Suddenly, they were waving their arms and gyrating their hips to "The Way You Make Me Feel." The guests at their May 2006 party in Ventura, Calif., went wild.

"People still talk about our big dance," Norm, 30, said in a recent e-mail.

For some newlyweds, a marriage no longer starts with cautious steps set to music. Now a couple may unleash twirls, high kicks, moonwalks and a whole lot of randy rump-shaking. YouTube videos show couples like the Cauntays busting a move to Sir Mix-a-Lot's "Baby Got Back," Michael Jackson's "Thriller" or Tupac Shakur's "California Love."

This is old-fashioned romance mixed with modern surprise theater. Still, most Long Island couples opt for a good-looking embrace-and-sway, said a number of local dance instructors. "The first wedding dance is still usually standard, and that is always going to be there," said Jeff Sherman, owner of Bet U Can Dance in Commack.

But the few who do think outside the box step often turn to TV's "Dancing With the Stars" and Broadway for inspiration.

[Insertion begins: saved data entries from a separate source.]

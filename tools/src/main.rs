//! rota-runner: headless driver for the rota engine.
//!
//! Usage:
//!   rota-runner --config data/config.json --roster data/roster.json --day data/day.json
//!   rota-runner ... --seed 12345 --requests 500 --db rota.db
//!   rota-runner ... --date 2026-03-03   (replay the day file on another date)
//!   rota-runner ... --ipc-mode

mod sim;

use anyhow::Result;
use chrono::NaiveDate;
use rota_core::{
    config::RotaConfig,
    engine::Rota,
    intent::{DayPlan, IntentDelta},
    roster::Roster,
    store::SnapshotStore,
    types::ClockTime,
};
use std::env;
use std::io::{self, BufRead, Write};

#[derive(serde::Deserialize)]
#[serde(tag = "type", rename_all = "snake_case")]
enum IpcCommand {
    Assign {
        modality: String,
        skill: String,
        #[serde(default)]
        strict: bool,
    },
    Segments {
        modality: String,
    },
    Edit {
        delta: IntentDelta,
    },
    Advance {
        to: String,
    },
    Ledger {
        worker: String,
        skill: String,
        modality: String,
    },
    LoadDay {
        path: String,
    },
    ReloadRoster {
        path: String,
    },
    ResetLedger,
    Snapshot,
    Quit,
}

fn main() -> Result<()> {
    env_logger::init();

    let args: Vec<String> = env::args().collect();
    let config_path = str_arg(&args, "--config", "./data/config.json");
    let roster_path = str_arg(&args, "--roster", "./data/roster.json");
    let day_path = str_arg(&args, "--day", "./data/day.json");
    let db = str_arg(&args, "--db", ":memory:");
    let seed = parse_arg(&args, "--seed", 42u64);
    let requests = parse_arg(&args, "--requests", 200usize);
    let ipc_mode = args.iter().any(|a| a == "--ipc-mode");

    let config = RotaConfig::load(config_path)?;
    let roster = Roster::load(roster_path)?;
    let mut plan = DayPlan::load(day_path)?;
    if let Some(date) = args.windows(2).find(|w| w[0] == "--date").map(|w| w[1].as_str()) {
        plan.day = NaiveDate::parse_from_str(date, "%Y-%m-%d")
            .map_err(|e| anyhow::anyhow!("Invalid --date '{date}': {e}"))?;
    }

    if !ipc_mode {
        println!("rota-runner");
        println!("  config:    {config_path}");
        println!("  roster:    {roster_path} ({} workers)", roster.len());
        println!("  day:       {} ({} shifts, {} gaps)", plan.day, plan.shifts.len(), plan.gaps.len());
        println!("  seed:      {seed}");
        println!("  requests:  {requests}");
        println!("  db:        {db}");
        println!();
    }

    let store = SnapshotStore::open(db)?;
    store.migrate()?;

    let rota = match store.latest_snapshot(plan.day)? {
        Some(snapshot) => {
            log::info!("Resuming {} from stored snapshot at {}", plan.day, snapshot.clock.now);
            Rota::restore(config.clone(), roster, snapshot)?
        }
        None => Rota::new(config.clone(), roster, plan)?,
    };

    if ipc_mode {
        run_ipc_loop(&rota, &store)?;
    } else {
        let report = sim::run(&rota, &config, seed, requests)?;
        store.save_snapshot(&rota.snapshot())?;
        sim::print_summary(&rota, &report);
    }

    Ok(())
}

/// One JSON command per stdin line, one JSON reply per stdout line.
fn run_ipc_loop(rota: &Rota, store: &SnapshotStore) -> Result<()> {
    let stdin = io::stdin();
    let mut stdout = io::stdout();
    let mut handle = stdin.lock();
    let mut buffer = String::new();

    loop {
        buffer.clear();
        let bytes_read = handle.read_line(&mut buffer)?;
        if bytes_read == 0 {
            break; // EOF
        }

        let cmd: IpcCommand = match serde_json::from_str(&buffer) {
            Ok(c) => c,
            Err(e) => {
                reply(&mut stdout, serde_json::json!({ "error": e.to_string() }))?;
                continue;
            }
        };
        if matches!(cmd, IpcCommand::Quit) {
            break;
        }

        let response = match handle_command(rota, store, cmd) {
            Ok(value) => value,
            Err(e) => {
                log::warn!("Command failed: {e}");
                serde_json::json!({ "error": e.to_string() })
            }
        };
        reply(&mut stdout, response)?;
    }
    Ok(())
}

fn handle_command(rota: &Rota, store: &SnapshotStore, cmd: IpcCommand) -> Result<serde_json::Value> {
    let value = match cmd {
        IpcCommand::Assign {
            modality,
            skill,
            strict,
        } => serde_json::to_value(rota.assign(&modality, &skill, strict)?)?,
        IpcCommand::Segments { modality } => serde_json::to_value(rota.get_segments(rota.day(), &modality))?,
        IpcCommand::Edit { delta } => {
            let worker = rota.apply_edit(delta)?;
            serde_json::json!({ "recomputed": worker })
        }
        IpcCommand::Advance { to } => {
            let to: ClockTime = to.parse()?;
            rota.advance_clock(to)?;
            serde_json::json!({ "now": rota.now() })
        }
        IpcCommand::Ledger {
            worker,
            skill,
            modality,
        } => {
            let record = rota.ledger_record(&worker, &skill, &modality);
            serde_json::json!({
                "weighted_count": record.weighted_count,
                "hours_worked": record.hours_worked,
                "ratio": record.ratio(),
            })
        }
        IpcCommand::LoadDay { path } => {
            rota.load_day(DayPlan::load(&path)?)?;
            serde_json::json!({ "day": rota.day() })
        }
        IpcCommand::ReloadRoster { path } => {
            let dropped = rota.reload_roster(Roster::load(&path)?)?;
            serde_json::json!({ "dropped_manual_values": dropped })
        }
        IpcCommand::ResetLedger => {
            rota.reset_ledger();
            serde_json::json!({ "ledger": "reset" })
        }
        IpcCommand::Snapshot => {
            let id = store.save_snapshot(&rota.snapshot())?;
            serde_json::json!({ "snapshot_id": id })
        }
        IpcCommand::Quit => serde_json::Value::Null,
    };
    Ok(value)
}

fn reply(stdout: &mut io::Stdout, value: serde_json::Value) -> Result<()> {
    writeln!(stdout, "{value}")?;
    stdout.flush()?;
    Ok(())
}

fn str_arg<'a>(args: &'a [String], flag: &str, default: &'a str) -> &'a str {
    args.windows(2)
        .find(|w| w[0] == flag)
        .map(|w| w[1].as_str())
        .unwrap_or(default)
}

fn parse_arg<T: std::str::FromStr + Copy>(args: &[String], flag: &str, default: T) -> T {
    args.windows(2)
        .find(|w| w[0] == flag)
        .and_then(|w| w[1].parse().ok())
        .unwrap_or(default)
}
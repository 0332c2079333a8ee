use std::collections::BTreeMap;

use tracing::info;

use crate::model::{CommunicationGraph, EmailRecord};
use crate::ops::identity_ops::IdentityResolver;

/// Counts each ordered (sender, receiver) pair and materializes the counts
/// as weighted edges. The result depends only on the multiset of pairs, not
/// on their order. Self-loops are counted like any other pair.
pub fn aggregate<I, S, R>(pairs: I) -> CommunicationGraph
where
    I: IntoIterator<Item = (S, R)>,
    S: Into<String>,
    R: Into<String>,
{
    let mut counts: BTreeMap<(String, String), u64> = BTreeMap::new();
    for (sender, receiver) in pairs {
        *counts.entry((sender.into(), receiver.into())).or_insert(0) += 1;
    }

    let mut graph = CommunicationGraph::new();
    for ((sender, receiver), weight) in counts {
        graph.add_edge(sender, receiver, weight);
    }
    graph
}

/// Resolves both endpoints of every email and aggregates them into a graph.
pub fn build_graph(emails: &[EmailRecord], resolver: &IdentityResolver) -> CommunicationGraph {
    let pairs = emails.iter().map(|email| {
        (
            resolver.resolve(email.from.as_deref()),
            resolver.resolve(email.to.as_deref()),
        )
    });
    let graph = aggregate(pairs);

    info!(
        emails = emails.len(),
        nodes = graph.node_count(),
        edges = graph.edge_count(),
        "communication graph built"
    );
    graph
}
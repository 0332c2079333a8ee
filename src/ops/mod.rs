pub mod identity_ops;
pub mod aggregate_ops;
pub mod rank_ops;
pub mod filter_ops;
pub mod analysis_ops;

pub use identity_ops::IdentityResolver;
pub use rank_ops::RankConfig;
pub use analysis_ops::Analysis;
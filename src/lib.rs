pub mod error;
pub mod validation;
pub mod config;
pub mod model;
pub mod source;
pub mod ops;
pub mod queries;
pub mod export;
pub mod cli;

At their Crest Hollow Country Club reception, Irene and Danny Fabrizi of Franklin Square cut the cake and then cut the rug: Eighteen months of lessons at Starlight Ballroom Dance Studio in New Hyde Park prepared them for a well honed, choreographed fox-trot to Dean Martin's "Ain't That a Kick in the Head?"

"It was kind of nice to have something from the past, a romantic comedy-type song that says don't take yourself too seriously," said Irene Fabrizi, who got married in April 2005.

But in the end, seriousness is what it's all about, said their instructor, Ahmed Selim.

"The key is time," said Selim. "We usually suggest wedding couples come no later than six months before the wedding." Then there's cost -- about $2,000 for a year of weekly lessons.

Avid theatergoers Jonathan and Michelle Golub turned their wedding night into opening night. At their Broadway-themed wedding last April, their first dance, "All I Ask of You," from "Phantom of the Opera," was showcased by special effects and a surprise introductory setup by event planner Bella Notte Productions, Manhattan. Broadway performers garbed as catering "staff" first sang a brief theater medley, then announced the surprise.

What the Copiague couple rolled out was the result of 21/2months of twice-weekly lessons at Arthur Murray Dance Studio in Merrick: a fox-trot and box step they danced on a cloud created by the DJ's machine.

"I figured people would be watching, so let's put on a show," said Jonathan Golub, 41, a chiropractor and a biology teacher at Deer Park High School. Golub said the hardest part was his two left feet, which were, he joked, hidden by the mist. Michelle Puttlitz-Golub, 35, said it was difficult "not telling people about it ."

Since then, though, people haven't stopped talking about it.